Subowa Poljana
Subowa Poljana ist eine Siedlung städtischen Typs in der Republik Mordwinien mit 10.338 Einwohnern.
Der Ort liegt etwa 150 Kilometer westlich der Republikhauptstadt Saransk, am östlichen Rand eines bewaldeten Höhenzuges, der die Wolgaplatte im Westen begrenzt, unweit der Grenzen der Republik zu den benachbarten Oblasten Pensa und Rjasan.
Subowa Poljana ist Verwaltungszentrum des gleichnamigen Rajons Subowa Poljana.
Zur Stadtgemeinde Subowa Poljana gehören neben der Siedlung noch die vier umliegenden ländlichen Siedlungen Jasnaja Poljana, Krutez, Schkola Traktornych Brigadirow und Subowo-Poljanski Lessoutschastok.
Der Ort liegt im Zentrum des kompakten Siedlungsgebietes der Mokscha-Mordwinen, die die Bevölkerungsmehrheit in Rajon und Siedlung stellen.
Das seit dem Ende des 17. Jahrhunderts bekannte, erstmals 1679 erwähnte Dorf Subowa Poljana entwickelte sich insbesondere ab Ende des 19. Jahrhunderts, nachdem 1894 die Eisenbahnstrecke von Rjasan nach Rusajewka durch den Ort geführt und wenig später von dort in Richtung Sysran und Kasan verlängert wurde.
Am 30. November 1959 erhielt der Ort den Status einer Siedlung städtischen Typs.
Auf Grund seiner Lage am Rand eines Waldgebietes ist Subowa Poljana von der Forstwirtschaft und Holzverarbeitung geprägt.
Außerdem gibt es eine Fabrik für elektronische Bauteile.
Subowa Poljana liegt an der Eisenbahnstrecke Moskau, Rjasan, Sysran, Samara sowie der Fernstraße M5 von Moskau nach Tscheljabinsk, von der etwa 20 Kilometer südöstlich des Ortes die Regionalstraße R 180 über Krasnoslobodsk in die mordwinische Hauptstadt Saransk abzweigt.
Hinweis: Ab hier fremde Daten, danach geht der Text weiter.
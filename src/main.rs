//! # chatgrep CLI
//!
//! Command-line interface for the chatgrep library, searching Telegram
//! Desktop exports.

use std::io::Write;
use std::pin::pin;
use std::process;

use clap::Parser as ClapParser;
use tracing_subscriber::EnvFilter;

use chatgrep::cli::Args;
use chatgrep::core::stats::ActivityStats;
use chatgrep::extract::{ExtractionReport, ExtractionRequest, run_extraction};
use chatgrep::format::{OutputFormat, write_to_format};
use chatgrep::progress::{ProgressEstimator, ProgressSnapshot};
use chatgrep::session::{NoCodes, authorize_accounts};
use chatgrep::source::ExportHistorySource;
use chatgrep::{ChatgrepError, config::MatchMode};

const TOP_SENDERS: usize = 10;

#[tokio::main(flavor = "current_thread")]
async fn main() {
    tracing_subscriber::fmt()
        .with_env_filter(EnvFilter::try_from_default_env().unwrap_or_else(|_| EnvFilter::new("chatgrep=warn")))
        .with_writer(std::io::stderr)
        .init();

    if let Err(e) = run().await {
        eprintln!("❌ Error: {}", e);
        process::exit(1);
    }
}

async fn run() -> Result<(), ChatgrepError> {
    let args = Args::parse();
    let app = args.to_app_config()?;
    let output_path = args.output_path();
    let format: OutputFormat = args.format.into();
    let export_dir = app.export_dir.clone().unwrap_or_default();

    println!("🔎 chatgrep v{}", env!("CARGO_PKG_VERSION"));
    println!("━━━━━━━━━━━━━━━━━━━━━━━━━━━━━━━━━━");
    println!("🔑 Keyword:  {}", app.search.keyword);
    if app.search.mode == MatchMode::Regex {
        println!("🧩 Mode:     regex");
    }
    println!("🔗 Groups:   {}", app.links.iter().filter(|l| !l.trim().is_empty()).count());
    println!("📂 Exports:  {}", export_dir.display());
    println!("💾 Output:   {}", output_path);
    println!("📄 Format:   {}", format);
    if let Some(from) = app.search.date_range.from {
        println!("📅 After:    {}", from.format("%Y-%m-%d"));
    }
    if let Some(to) = app.search.date_range.to {
        println!("📅 Before:   {}", to.format("%Y-%m-%d"));
    }
    println!();

    let mut provider = ExportHistorySource::new(export_dir);
    if let Some(every) = args.flood_every {
        provider = provider.with_flood_every(every, 1);
    }

    println!("👥 Signing in {} account(s)...", app.active_accounts().len());
    let auth = authorize_accounts(&provider, &app.accounts, &NoCodes).await;
    for failure in &auth.failures {
        println!("   ⚠️  {}", failure);
    }
    println!("   {} session(s) ready", auth.sessions.len());

    let request = ExtractionRequest::new(app.links.join("\n"), app.search.clone());
    let progress = ProgressEstimator::new();
    let mut updates = progress.subscribe();

    println!("⏳ Searching...");
    let mut extraction = pin!(run_extraction(&provider, &request, auth.sessions, &progress));
    let mut last_percent = None;
    let report = loop {
        tokio::select! {
            result = &mut extraction => break result?,
            changed = updates.changed() => {
                if changed.is_ok() {
                    let snapshot = *updates.borrow_and_update();
                    print_progress(&snapshot, &mut last_percent);
                }
            }
        }
    };
    if last_percent.is_some() {
        eprintln!();
    }

    print_report(&report);

    println!("💾 Writing {}...", format);
    write_to_format(&report.matches, &output_path, format)?;
    println!();
    println!("✅ Done! {} match(es) saved to {}", report.matches.len(), output_path);

    if args.stats {
        print_stats(&ActivityStats::from_matches(&report.matches, TOP_SENDERS));
    }

    Ok(())
}

fn print_progress(snapshot: &ProgressSnapshot, last_percent: &mut Option<u64>) {
    let percent = snapshot.percentage().floor() as u64;
    if *last_percent == Some(percent) {
        return;
    }
    *last_percent = Some(percent);

    let remaining = snapshot
        .estimated_remaining()
        .map(|d| format!(", ~{}s left", d.as_secs()))
        .unwrap_or_default();
    eprint!(
        "\r   {:>3}% | groups {}/{} | {} messages | {} matches{}   ",
        percent,
        snapshot.groups_completed,
        snapshot.groups_total,
        snapshot.messages_processed,
        snapshot.matches_found,
        remaining
    );
    let _ = std::io::stderr().flush();
}

fn print_report(report: &ExtractionReport) {
    for line in &report.rejected_links {
        println!("   ⚠️  Not a group link: {}", line);
    }
    for failure in &report.failures {
        println!("   ⚠️  {}", failure);
    }

    let stats = &report.stats;
    println!();
    println!("📊 Summary:");
    println!("   Groups:    {} ({} failed)", stats.groups_total, stats.groups_failed);
    println!("   Sessions:  {}", stats.sessions);
    println!("   Messages:  {}", stats.messages_processed);
    println!("   Matches:   {}", stats.matches);
    println!("   Time:      {:.2}s", stats.elapsed.as_secs_f64());
    println!();
}

fn print_stats(stats: &ActivityStats) {
    println!();
    println!("📈 Activity:");
    for day in &stats.days {
        println!(
            "   {}  {:>5} messages  {:>7} views  {:>5} forwards  {:>5} reactions",
            day.date, day.messages, day.views, day.forwards, day.reactions
        );
    }
    if !stats.top_senders.is_empty() {
        println!();
        println!("🏆 Top senders:");
        for (rank, sender) in stats.top_senders.iter().enumerate() {
            println!("   {:>2}. {} ({})", rank + 1, sender.sender, sender.messages);
        }
    }
    println!();
    println!("   Average views: {:.1}", stats.average_views());
}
Eine Ansiedlung kommunalen Modells in der Republik Mordwinien mit 10.338 Bewohnern ist Subowa Poljana.
Unweit der Grenzlinien der Republik zu den angrenzenden Oblasten Pensa und Rjasan liegt der Standort rund 150 Kilometer abendlich der Republikmetropole Saransk, am östlichen Rahmen eines waldreichen Gebirgszugs. Der Gebirgszug begrenzt die Wolgaplatte im Gilet.
Verwaltungszentrum des Rajons, der gleichnamig ist, Subowa Poljana ist Subowa Poljana.
Die vier benachbarten ruralen Ansiedlungen Jasnaja Poljana, Krutez, Schkola Traktornych Brigadirow und Subowo-Poljanski Lessoutschastok gehören zur Kleinstadtgemeinde Subowa Poljana neben der Ansiedlung außerdem.
Im Mittelpunkt des dichten Siedlungsbereichs der Mokscha-Mordwinen liegt der Fleck. Die Mokscha-mordwinen stellen die Völkermehrheit in Ansiedlung und Rajon.
Nachdem 1894 die Eisenbahnlinie von Rjasan nach Rusajewka durch die Ortschaft geleitet und kaum später von ebenda in Fahrtrichtung Sysran und Kasan ausgeweitet wurde, entwickelte sich das seit dem Ausgang des Säkulums, das 17. ist, anerkannte, erstmalig 1679 erwähnte Städtchen Subowa Poljana besonders ab Ausgang des Säkulums, das 19. ist.
Der Platz erhielt am 30. November 1959 den Rang einer Ansiedlung großstädtischen Musters.
Subowa Poljana ist auf Grundlage seiner Situation am Seite eines Forsts von der Holzverarbeitung und Waldwirtschaft bestimmt.
Es gibt außerdem ein Werk für elektronische Komponenten.
An der Eisenbahnlinie Moskau, Rjasan, Sysran, Samara als auch der Staatsstraße M5 von Moskau nach Tscheljabinsk liegt Subowa Poljana, von der rund 20 Kilometer südöstlich der Ortschaft die Regionalstraße R 180 über Krasnoslobodsk in die Metropole, die mordwinisch ist, Saransk abzweigt.